I take bothe sets with me and my wife carries a set in her bag.


----------



## Tezza33 (May 24, 2018)

Does your insurance cover you for lost keys?, it is included in some policies, if not I would keep searching because it isn't cheap to replace the keys on modern vehicles, depending on it's age Fiat might be able to help but you would be better calling your breakdown cover, at least they can take it to the best garage to help


----------



## runnach (May 24, 2018)

Easiest and cheapest option is if you have spares at home get them posted dhl or whoever ....I lost keys to a Citroen in France could only get replacements via Paris without expanding the complete tale ....getting keys sent from the UK was by far the simplest option ..hope this helps and good luck deep breathes and all that 

Channa


----------



## delicagirl (May 24, 2018)

read your policy  -  my policy small print insists i carry two sets of keys at all times.


----------



## delicagirl (May 24, 2018)

go for a walk.....    breathe.....    come back a little calmer  and start looking again.....     when we are stressed we dont see what is in front of our faces..... especially as middle age creeps along....    best wishes


----------



## mid4did (May 24, 2018)

As above look in the unlikeliest places.If the vans unlocked chances are they aren't far away.In a coat pocket,another pair of shorts or trousers.On a ledge when you went to the little boys room,in a locker.Fingers crossed you'll find them.good luck


----------



## Deleted member 58330 (May 24, 2018)

On holiday, I somehow misplaced a good watch in the motorhome.  Searched high and low...they were inside my glasses case when I went to put my glasses back after the 2 hour saga.  Could not make it up if you tried, it was in front me all the time.  I always lose the keys, then find them in the ignition.....duh


----------



## delicagirl (May 24, 2018)

trouser pockets
apron pockets
lent them to a friend who did not return them
dropped inside the engine compartment
underneath the van in the grass
hanging up on a hook somwhere
in the depths of a handbag
in the rubbish


----------



## Haaamster (May 24, 2018)

First look in every keyhole, doors, ignition etc.
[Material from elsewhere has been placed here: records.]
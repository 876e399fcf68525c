use std::hash::{DefaultHasher, Hash, Hasher};
use std::sync::atomic::{AtomicU64, Ordering};

use async_trait::async_trait;
use bytes::Bytes;
use dashmap::DashMap;
use tracing::trace;

use super::error::BackendError;
use super::traits::{PollOutput, StreamBackend};
use crate::domain::{CursorToken, PartitionId, Record, SequenceNumber, StartPosition};

/// Upper bound on records returned by a single poll (matches the Kinesis GetRecords cap)
pub const DEFAULT_MAX_RECORDS_PER_POLL: usize = 10_000;

/// Retained records of one partition
#[derive(Debug)]
struct PartitionLog {
    records: Vec<Record>,
    /// Sequence assigned to the next appended record (sequences start at 1)
    next_sequence: u64,
}

impl PartitionLog {
    fn new() -> Self {
        Self {
            records: Vec::new(),
            next_sequence: 1,
        }
    }

    /// Position of the oldest retained record, or the write head when empty
    fn oldest_position(&self) -> u64 {
        self.records
            .first()
            .and_then(|r| parse_sequence(r.sequence_number()))
            .unwrap_or(self.next_sequence)
    }
}

/// Decoded form of a cursor token issued by [`MemoryStream`]
struct CursorPosition {
    partition: PartitionId,
    position: u64,
    epoch: u64,
}

/// In-process partitioned stream
///
/// Sequences are decimal strings starting at `1` per partition. Every poll
/// mints a fresh cursor token, so a repeated token only appears when a caller
/// reuses one. [`MemoryStream::expire_cursors`] invalidates every token issued
/// so far, the way an iterator times out on a hosted stream.
pub struct MemoryStream {
    name: String,
    partition_ids: Vec<PartitionId>,
    partitions: DashMap<PartitionId, PartitionLog>,
    max_records_per_poll: usize,
    epoch: AtomicU64,
    serial: AtomicU64,
}

impl MemoryStream {
    /// Create a stream with `partition_count` partitions named `shardId-000000000000`, ...
    pub fn new(name: impl Into<String>, partition_count: usize) -> Self {
        let ids = (0..partition_count).map(|i| PartitionId::new(format!("shardId-{:012}", i)));
        Self::with_partitions(name, ids)
    }

    /// Create a stream with explicitly named partitions
    pub fn with_partitions(
        name: impl Into<String>,
        ids: impl IntoIterator<Item = PartitionId>,
    ) -> Self {
        let partition_ids: Vec<PartitionId> = ids.into_iter().collect();
        let partitions = DashMap::new();
        for id in &partition_ids {
            partitions.insert(id.clone(), PartitionLog::new());
        }

        Self {
            name: name.into(),
            partition_ids,
            partitions,
            max_records_per_poll: DEFAULT_MAX_RECORDS_PER_POLL,
            epoch: AtomicU64::new(0),
            serial: AtomicU64::new(0),
        }
    }

    /// Limit how many records a single poll returns
    pub fn with_max_records_per_poll(mut self, max: usize) -> Self {
        self.max_records_per_poll = max.max(1);
        self
    }

    pub fn name(&self) -> &str {
        &self.name
    }

    pub fn partition_ids(&self) -> &[PartitionId] {
        &self.partition_ids
    }

    /// Append a record, routing it to a partition by hash of its key
    pub fn put_record(
        &self,
        data: impl Into<Bytes>,
        partition_key: &str,
    ) -> Result<(PartitionId, SequenceNumber), BackendError> {
        if self.partition_ids.is_empty() {
            return Err(BackendError::PartitionNotFound(partition_key.to_string()));
        }

        let mut hasher = DefaultHasher::new();
        partition_key.hash(&mut hasher);
        let idx = (hasher.finish() % self.partition_ids.len() as u64) as usize;
        let partition = self.partition_ids[idx].clone();

        let seq = self.put_record_to(&partition, data, partition_key)?;
        Ok((partition, seq))
    }

    /// Append a record to a specific partition
    pub fn put_record_to(
        &self,
        partition: &PartitionId,
        data: impl Into<Bytes>,
        partition_key: &str,
    ) -> Result<SequenceNumber, BackendError> {
        let mut log = self
            .partitions
            .get_mut(partition)
            .ok_or_else(|| BackendError::PartitionNotFound(partition.to_string()))?;

        let data: Bytes = data.into();
        let seq = SequenceNumber::from(log.next_sequence);
        log.next_sequence += 1;
        log.records.push(Record::new(data, seq.clone(), partition_key));

        Ok(seq)
    }

    /// Drop retained records with a sequence lower than `sequence`
    pub fn trim_before(
        &self,
        partition: &PartitionId,
        sequence: &SequenceNumber,
    ) -> Result<(), BackendError> {
        let mut log = self
            .partitions
            .get_mut(partition)
            .ok_or_else(|| BackendError::PartitionNotFound(partition.to_string()))?;

        log.records.retain(|r| r.sequence_number() >= sequence);
        Ok(())
    }

    /// Invalidate every cursor issued so far
    pub fn expire_cursors(&self) {
        self.epoch.fetch_add(1, Ordering::SeqCst);
    }

    /// Number of records currently retained by a partition
    pub fn retained(&self, partition: &PartitionId) -> usize {
        self.partitions
            .get(partition)
            .map(|log| log.records.len())
            .unwrap_or(0)
    }

    fn check_stream(&self, stream: &str) -> Result<(), BackendError> {
        if stream == self.name {
            Ok(())
        } else {
            Err(BackendError::StreamNotFound(stream.to_string()))
        }
    }

    fn mint_cursor(&self, partition: &PartitionId, position: u64) -> CursorToken {
        let epoch = self.epoch.load(Ordering::SeqCst);
        let serial = self.serial.fetch_add(1, Ordering::SeqCst);
        CursorToken::new(format!("{}/{}/{}/{}", partition, position, epoch, serial))
    }

    fn decode_cursor(cursor: &CursorToken) -> Result<CursorPosition, BackendError> {
        let invalid = || BackendError::InvalidCursor(cursor.to_string());

        // Partition ids may themselves contain '/', so split from the right
        let mut parts = cursor.as_str().rsplitn(4, '/');
        let _serial = parts.next().ok_or_else(invalid)?;
        let epoch = parts
            .next()
            .and_then(|s| s.parse().ok())
            .ok_or_else(invalid)?;
        let position = parts
            .next()
            .and_then(|s| s.parse().ok())
            .ok_or_else(invalid)?;
        let partition = parts.next().ok_or_else(invalid)?;

        Ok(CursorPosition {
            partition: PartitionId::from(partition),
            position,
            epoch,
        })
    }
}

fn parse_sequence(seq: &SequenceNumber) -> Option<u64> {
    seq.as_str().parse().ok()
}

#[async_trait]
impl StreamBackend for MemoryStream {
    async fn list_partitions(&self, stream: &str) -> Result<Vec<PartitionId>, BackendError> {
        self.check_stream(stream)?;
        Ok(self.partition_ids.clone())
    }

    async fn get_cursor(
        &self,
        stream: &str,
        partition: &PartitionId,
        position: &StartPosition,
    ) -> Result<CursorToken, BackendError> {
        self.check_stream(stream)?;

        let log = self
            .partitions
            .get(partition)
            .ok_or_else(|| BackendError::PartitionNotFound(partition.to_string()))?;
        let oldest = log.oldest_position();

        let start = match position {
            StartPosition::OldestRetained => oldest,
            StartPosition::AfterSequence(seq) => {
                let invalid = || BackendError::InvalidCursor(format!("sequence {}", seq));
                let after = parse_sequence(seq).ok_or_else(invalid)?;
                after.checked_add(1).ok_or_else(invalid)?.max(oldest)
            }
        };
        drop(log);

        Ok(self.mint_cursor(partition, start))
    }

    async fn poll(&self, cursor: &CursorToken) -> Result<PollOutput, BackendError> {
        let decoded = Self::decode_cursor(cursor)?;
        if decoded.epoch != self.epoch.load(Ordering::SeqCst) {
            return Err(BackendError::ExpiredCursor(cursor.to_string()));
        }

        let log = self
            .partitions
            .get(&decoded.partition)
            .ok_or_else(|| BackendError::PartitionNotFound(decoded.partition.to_string()))?;

        // Positions that fell behind retention resume at the oldest record
        let position = decoded.position.max(log.oldest_position());
        let records: Vec<Record> = log
            .records
            .iter()
            .filter(|r| parse_sequence(r.sequence_number()).is_some_and(|s| s >= position))
            .take(self.max_records_per_poll)
            .cloned()
            .collect();
        drop(log);

        let next_position = records
            .last()
            .and_then(|r| parse_sequence(r.sequence_number()))
            .map(|s| s.saturating_add(1))
            .unwrap_or(position);

        trace!(
            partition = %decoded.partition,
            position,
            count = records.len(),
            "memory stream poll"
        );

        Ok(PollOutput {
            records,
            next_cursor: Some(self.mint_cursor(&decoded.partition, next_position)),
        })
    }
}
Then pull out every clothing cupboard and fold away all your clothes checking every pocket. Then every other cupboard, book, tool, plates etc. Then do the shower/toilet area and front cab area. If you don't find them at least you'll have a lovely clean van.


----------



## malagaoth (May 24, 2018)

I realise that this is no use to you now but it might help others to not get into your predicament.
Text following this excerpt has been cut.